= Task item =
Once the data has been read, print it back in full, exactly.
..........
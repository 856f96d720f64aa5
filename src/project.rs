//! 프로젝트 파일(TOML) 로드. 존/외피 레코드와 사용자가 고른 분류 입력을 담는다.

use std::fs;
use std::path::Path;

use serde::{Deserialize, Serialize};

use crate::building::{Surface, Zone};
use crate::carrier::EnergyCarrier;
use crate::infiltration::{StandardCategory, VentilationMode};

/// 프로젝트 파일 로드 오류.
#[derive(Debug, thiserror::Error)]
pub enum ProjectError {
    #[error("프로젝트 파일 입출력 오류: {0}")]
    Io(#[from] std::io::Error),
    #[error("프로젝트 파일 파싱 오류: {0}")]
    Parse(#[from] toml::de::Error),
}

/// 에너지 평가 프로젝트 한 건.
#[derive(Debug, Clone, PartialEq, Serialize, Deserialize)]
#[serde(rename_all = "camelCase")]
pub struct Project {
    pub name: String,
    pub ventilation_mode: VentilationMode,
    #[serde(default)]
    pub category: StandardCategory,
    /// 설비가 사용하는 에너지원
    #[serde(default)]
    pub carriers: Vec<EnergyCarrier>,
    #[serde(default)]
    pub zones: Vec<Zone>,
    #[serde(default)]
    pub surfaces: Vec<Surface>,
}

impl Project {
    pub fn from_toml_str(src: &str) -> Result<Self, ProjectError> {
        Ok(toml::from_str(src)?)
    }

    /// 경로의 프로젝트 파일을 읽는다.
    pub fn load(path: impl AsRef<Path>) -> Result<Self, ProjectError> {
        let content = fs::read_to_string(path)?;
        Self::from_toml_str(&content)
    }
}
use serde::{Deserialize, Serialize};
use std::fmt;
use std::str::FromStr;

/// 에너지원 식별 오류를 표현한다.
#[derive(Debug, Clone, PartialEq, Eq, thiserror::Error)]
pub enum CarrierError {
    /// 닫힌 에너지원 목록에 없는 이름
    #[error("지원하지 않는 에너지원: {0}")]
    Unsupported(String),
}

/// 건물 설비가 사용하는 에너지원. 런타임에 추가되거나 삭제되지 않는 닫힌 목록이다.
#[derive(Debug, Clone, Copy, PartialEq, Eq, Hash, Serialize, Deserialize)]
#[serde(rename_all = "snake_case")]
pub enum EnergyCarrier {
    Electricity,
    NaturalGas,
    Oil,
    Lpg,
    DistrictHeating,
    WoodPellet,
    /// 태양열. 1차에너지/배출량이 0으로 취급된다.
    SolarThermal,
    /// 공기열원 히트펌프 (전기 구동)
    HeatPumpAir,
    /// 지열원 히트펌프 (전기 구동)
    HeatPumpGeo,
}

impl EnergyCarrier {
    pub const ALL: [EnergyCarrier; 9] = [
        EnergyCarrier::Electricity,
        EnergyCarrier::NaturalGas,
        EnergyCarrier::Oil,
        EnergyCarrier::Lpg,
        EnergyCarrier::DistrictHeating,
        EnergyCarrier::WoodPellet,
        EnergyCarrier::SolarThermal,
        EnergyCarrier::HeatPumpAir,
        EnergyCarrier::HeatPumpGeo,
    ];

    /// 직렬화에 쓰이는 snake_case 이름.
    pub fn as_str(&self) -> &'static str {
        match self {
            EnergyCarrier::Electricity => "electricity",
            EnergyCarrier::NaturalGas => "natural_gas",
            EnergyCarrier::Oil => "oil",
            EnergyCarrier::Lpg => "lpg",
            EnergyCarrier::DistrictHeating => "district_heating",
            EnergyCarrier::WoodPellet => "wood_pellet",
            EnergyCarrier::SolarThermal => "solar_thermal",
            EnergyCarrier::HeatPumpAir => "heat_pump_air",
            EnergyCarrier::HeatPumpGeo => "heat_pump_geo",
        }
    }
}

impl fmt::Display for EnergyCarrier {
    fn fmt(&self, f: &mut fmt::Formatter<'_>) -> fmt::Result {
        f.write_str(self.as_str())
    }
}

impl FromStr for EnergyCarrier {
    type Err = CarrierError;

    /// `natural_gas`, `Natural-Gas` 처럼 대소문자와 `-`/`_` 차이는 허용한다.
    fn from_str(s: &str) -> Result<Self, Self::Err> {
        let key = s.trim().to_lowercase().replace('-', "_");
        EnergyCarrier::ALL
            .into_iter()
            .find(|c| c.as_str() == key)
            .ok_or_else(|| CarrierError::Unsupported(s.trim().to_string()))
    }
}
//! 용도 프로파일 CSV 변환 회귀 테스트.
use building_energy_toolbox::usage_profile::{parse_profiles, profile_id};

const HEADER: &str = "Nutzung,Beginn,Ende,Tagesstunden,Nutzungstage,Tag,Nacht,RLT Stunden,RLT Tage,Heizung Stunden,Em,h_Ne,k_A,C_A,reserved,F_te,theta_h,theta_c,theta_h_abs,theta_h_min,theta_c_max,Feuchte,V_A,V_A_flow,C_A_RLT,F_RLT,q_I_p,q_I_fac";

fn csv(rows: &[&str]) -> String {
    let mut s = String::from(HEADER);
    for r in rows {
        s.push('\n');
        s.push_str(r);
    }
    s
}

#[test]
fn profile_row_is_mapped() {
    let src = csv(&[
        "01 Einzelbüro,07:00,18:00,11,250,2543,207,13,250,13,500,0.8,0.84,0.3,x,0.7,21,24,17,20,26,ohne,4,\"1,200\",0.3,1,30,42",
    ]);
    let profiles = parse_profiles(src.as_bytes()).expect("parse");
    assert_eq!(profiles.len(), 1);
    let p = &profiles[0];
    assert_eq!(p.id, "1_single_office");
    assert_eq!(p.name, "01 Einzelbüro");
    assert_eq!(p.usage_hours_start, 7);
    assert_eq!(p.usage_hours_end, 18);
    assert_eq!(p.daily_usage_hours, 11.0);
    assert_eq!(p.annual_usage_days, 250.0);
    assert_eq!(p.hvac_daily_operation_hours, 13.0);
    assert_eq!(p.illuminance, 500.0);
    assert_eq!(p.lighting_absence_factor, 0.3);
    assert_eq!(p.partial_operation_factor_lighting, 0.7);
    assert_eq!(p.heating_setpoint, 21.0);
    assert_eq!(p.cooling_setpoint, 24.0);
    assert_eq!(p.humidity_requirement, "ohne");
    assert_eq!(p.min_outdoor_air_flow, 1200.0);
    assert_eq!(p.metabolic_heat, 30.0);
    assert_eq!(p.equipment_heat, 42.0);
}

#[test]
fn blank_name_rows_are_skipped_and_short_rows_default() {
    let src = csv(&[",07:00,18:00", "42 Wohnen EFH,00:00,24:00,24,365,80%"]);
    let profiles = parse_profiles(src.as_bytes()).expect("parse");
    assert_eq!(profiles.len(), 1);
    let p = &profiles[0];
    assert_eq!(p.id, "residential_single");
    assert_eq!(p.usage_hours_end, 24);
    assert_eq!(p.usage_hours_day, 80.0);
    assert_eq!(p.equipment_heat, 0.0);
    assert_eq!(p.humidity_requirement, "");
}

#[test]
fn signed_hour_keeps_sign() {
    let src = csv(&["10 Bettenzimmer,-1:00,23:00"]);
    let profiles = parse_profiles(src.as_bytes()).expect("parse");
    assert_eq!(profiles[0].id, "10_bed_room");
    assert_eq!(profiles[0].usage_hours_start, -1);
    assert_eq!(profiles[0].usage_hours_end, 23);
}

#[test]
fn shifted_and_unknown_numbers() {
    assert_eq!(profile_id("22.2"), "22_2_workshop_medium");
    assert_eq!(profile_id("28"), "29_library_public");
    assert_eq!(profile_id("30"), "30_library_stack_closed");
    assert_eq!(profile_id("22.4"), "profile_22_4");
    assert_eq!(profile_id("99"), "profile_99");
}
..........
= Written answer =
repository 856f96d720f64aa5
filename src/project.rs
//! 프로젝트 파일(TOML) 로드. 존/외피 레코드와 사용자가 고른 분류 입력을 담는다.

use std::fs;
use std::path::Path;

use serde::{Deserialize, Serialize};

use crate::building::{Surface, Zone};
use crate::carrier::EnergyCarrier;
use crate::infiltration::{StandardCategory, VentilationMode};

/// 프로젝트 파일 로드 오류.
#[derive(Debug, thiserror::Error)]
pub enum ProjectError {
    #[error("프로젝트 파일 입출력 오류: {0}")]
    Io(#[from] std::io::Error),
    #[error("프로젝트 파일 파싱 오류: {0}")]
    Parse(#[from] toml::de::Error),
}

/// 에너지 평가 프로젝트 한 건.
#[derive(Debug, Clone, PartialEq, Serialize, Deserialize)]
#[serde(rename_all = "camelCase")]
pub struct Project {
    pub name: String,
    pub ventilation_mode: VentilationMode,
    #[serde(default)]
    pub category: StandardCategory,
    /// 설비가 사용하는 에너지원
    #[serde(default)]
    pub carriers: Vec<EnergyCarrier>,
    #[serde(default)]
    pub zones: Vec<Zone>,
    #[serde(default)]
    pub surfaces: Vec<Surface>,
}

impl Project {
    pub fn from_toml_str(src: &str) -> Result<Self, ProjectError> {
        Ok(toml::from_str(src)?)
    }

    /// 경로의 프로젝트 파일을 읽는다.
    pub fn load(path: impl AsRef<Path>) -> Result<Self, ProjectError> {
        let content = fs::read_to_string(path)?;
        Self::from_toml_str(&content)
    }
}
use serde::{Deserialize, Serialize};
use std::fmt;
use std::str::FromStr;

/// 에너지원 식별 오류를 표현한다.
#[derive(Debug, Clone, PartialEq, Eq, thiserror::Error)]
pub enum CarrierError {
    /// 닫힌 에너지원 목록에 없는 이름
    #[error("지원하지 않는 에너지원: {0}")]
    Unsupported(String),
}

/// 건물 설비가 사용하는 에너지원. 런타임에 추가되거나 삭제되지 않는 닫힌 목록이다.
#[derive(Debug, Clone, Copy, PartialEq, Eq, Hash, Serialize, Deserialize)]
#[serde(rename_all = "snake_case")]
pub enum EnergyCarrier {
    Electricity,
    NaturalGas,
    Oil,
    Lpg,
    DistrictHeating,
    WoodPellet,
    /// 태양열. 1차에너지/배출량이 0으로 취급된다.
    SolarThermal,
    /// 공기열원 히트펌프 (전기 구동)
    HeatPumpAir,
    /// 지열원 히트펌프 (전기 구동)
    HeatPumpGeo,
}

impl EnergyCarrier {
    pub const ALL: [EnergyCarrier; 9] = [
        EnergyCarrier::Electricity,
        EnergyCarrier::NaturalGas,
        EnergyCarrier::Oil,
        EnergyCarrier::Lpg,
        EnergyCarrier::DistrictHeating,
        EnergyCarrier::WoodPellet,
        EnergyCarrier::SolarThermal,
        EnergyCarrier::HeatPumpAir,
        EnergyCarrier::HeatPumpGeo,
    ];

    /// 직렬화에 쓰이는 snake_case 이름.
    pub fn as_str(&self) -> &'static str {
        match self {
            EnergyCarrier::Electricity => "electricity",
            EnergyCarrier::NaturalGas => "natural_gas",
            EnergyCarrier::Oil => "oil",
            EnergyCarrier::Lpg => "lpg",
            EnergyCarrier::DistrictHeating => "district_heating",
            EnergyCarrier::WoodPellet => "wood_pellet",
            EnergyCarrier::SolarThermal => "solar_thermal",
            EnergyCarrier::HeatPumpAir => "heat_pump_air",
            EnergyCarrier::HeatPumpGeo => "heat_pump_geo",
        }
    }
}

impl fmt::Display for EnergyCarrier {
    fn fmt(&self, f: &mut fmt::Formatter<'_>) -> fmt::Result {
        f.write_str(self.as_str())
    }
}

impl FromStr for EnergyCarrier {
    type Err = CarrierError;

    /// `natural_gas`, `Natural-Gas` 처럼 대소문자와 `-`/`_` 차이는 허용한다.
    fn from_str(s: &str) -> Result<Self, Self::Err> {
        let key = s.trim().to_lowercase().replace('-', "_");
        EnergyCarrier::ALL
            .into_iter()
            .find(|c| c.as_str() == key)
            .ok_or_else(|| CarrierError::Unsupported(s.trim().to_string()))
    }
}
//! 용도 프로파일 CSV 변환 회귀 테스트.
use building_energy_toolbox::usage_profile::{parse_profiles, profile_id};

const HEADER: &str = "Nutzung,Beginn,Ende,Tagesstunden,Nutzungstage,Tag,Nacht,RLT Stunden,RLT Tage,Heizung Stunden,Em,h_Ne,k_A,C_A,reserved,F_te,theta_h,theta_c,theta_h_abs,theta_h_min,theta_c_max,Feuchte,V_A,V_A_flow,C_A_RLT,F_RLT,q_I_p,q_I_fac";

fn csv(rows: &[&str]) -> String {
    let mut s = String::from(HEADER);
    for r in rows {
        s.push('\n');
        s.push_str(r);
    }
    s
}

#[test]
fn profile_row_is_mapped() {
    let src = csv(&[
        "01 Einzelbüro,07:00,18:00,11,250,2543,207,13,250,13,500,0.8,0.84,0.3,x,0.7,21,24,17,20,26,ohne,4,\"1,200\",0.3,1,30,42",
    ]);
    let profiles = parse_profiles(src.as_bytes()).expect("parse");
    assert_eq!(profiles.len(), 1);
    let p = &profiles[0];
    assert_eq!(p.id, "1_single_office");
    assert_eq!(p.name, "01 Einzelbüro");
    assert_eq!(p.usage_hours_start, 7);
    assert_eq!(p.usage_hours_end, 18);
    assert_eq!(p.daily_usage_hours, 11.0);
    assert_eq!(p.annual_usage_days, 250.0);
    assert_eq!(p.hvac_daily_operation_hours, 13.0);
    assert_eq!(p.illuminance, 500.0);
    assert_eq!(p.lighting_absence_factor, 0.3);
    assert_eq!(p.partial_operation_factor_lighting, 0.7);
    assert_eq!(p.heating_setpoint, 21.0);
    assert_eq!(p.cooling_setpoint, 24.0);
    assert_eq!(p.humidity_requirement, "ohne");
    assert_eq!(p.min_outdoor_air_flow, 1200.0);
    assert_eq!(p.metabolic_heat, 30.0);
    assert_eq!(p.equipment_heat, 42.0);
}

#[test]
fn blank_name_rows_are_skipped_and_short_rows_default() {
    let src = csv(&[",07:00,18:00", "42 Wohnen EFH,00:00,24:00,24,365,80%"]);
    let profiles = parse_profiles(src.as_bytes()).expect("parse");
    assert_eq!(profiles.len(), 1);
    let p = &profiles[0];
    assert_eq!(p.id, "residential_single");
    assert_eq!(p.usage_hours_end, 24);
    assert_eq!(p.usage_hours_day, 80.0);
    assert_eq!(p.equipment_heat, 0.0);
    assert_eq!(p.humidity_requirement, "");
}

#[test]
fn signed_hour_keeps_sign() {
    let src = csv(&["10 Bettenzimmer,-1:00,23:00"]);
    let profiles = parse_profiles(src.as_bytes()).expect("parse");
    assert_eq!(profiles[0].id, "10_bed_room");
    assert_eq!(profiles[0].usage_hours_start, -1);
    assert_eq!(profiles[0].usage_hours_end, 23);
}

#[test]
fn shifted_and_unknown_numbers() {
    assert_eq!(profile_id("22.2"), "22_2_workshop_medium");
    assert_eq!(profile_id("28"), "29_library_public");
    assert_eq!(profile_id("30"), "30_library_stack_closed");
    assert_eq!(profile_id("22.4"), "profile_22_4");
    assert_eq!(profile_id("99"), "profile_99");
}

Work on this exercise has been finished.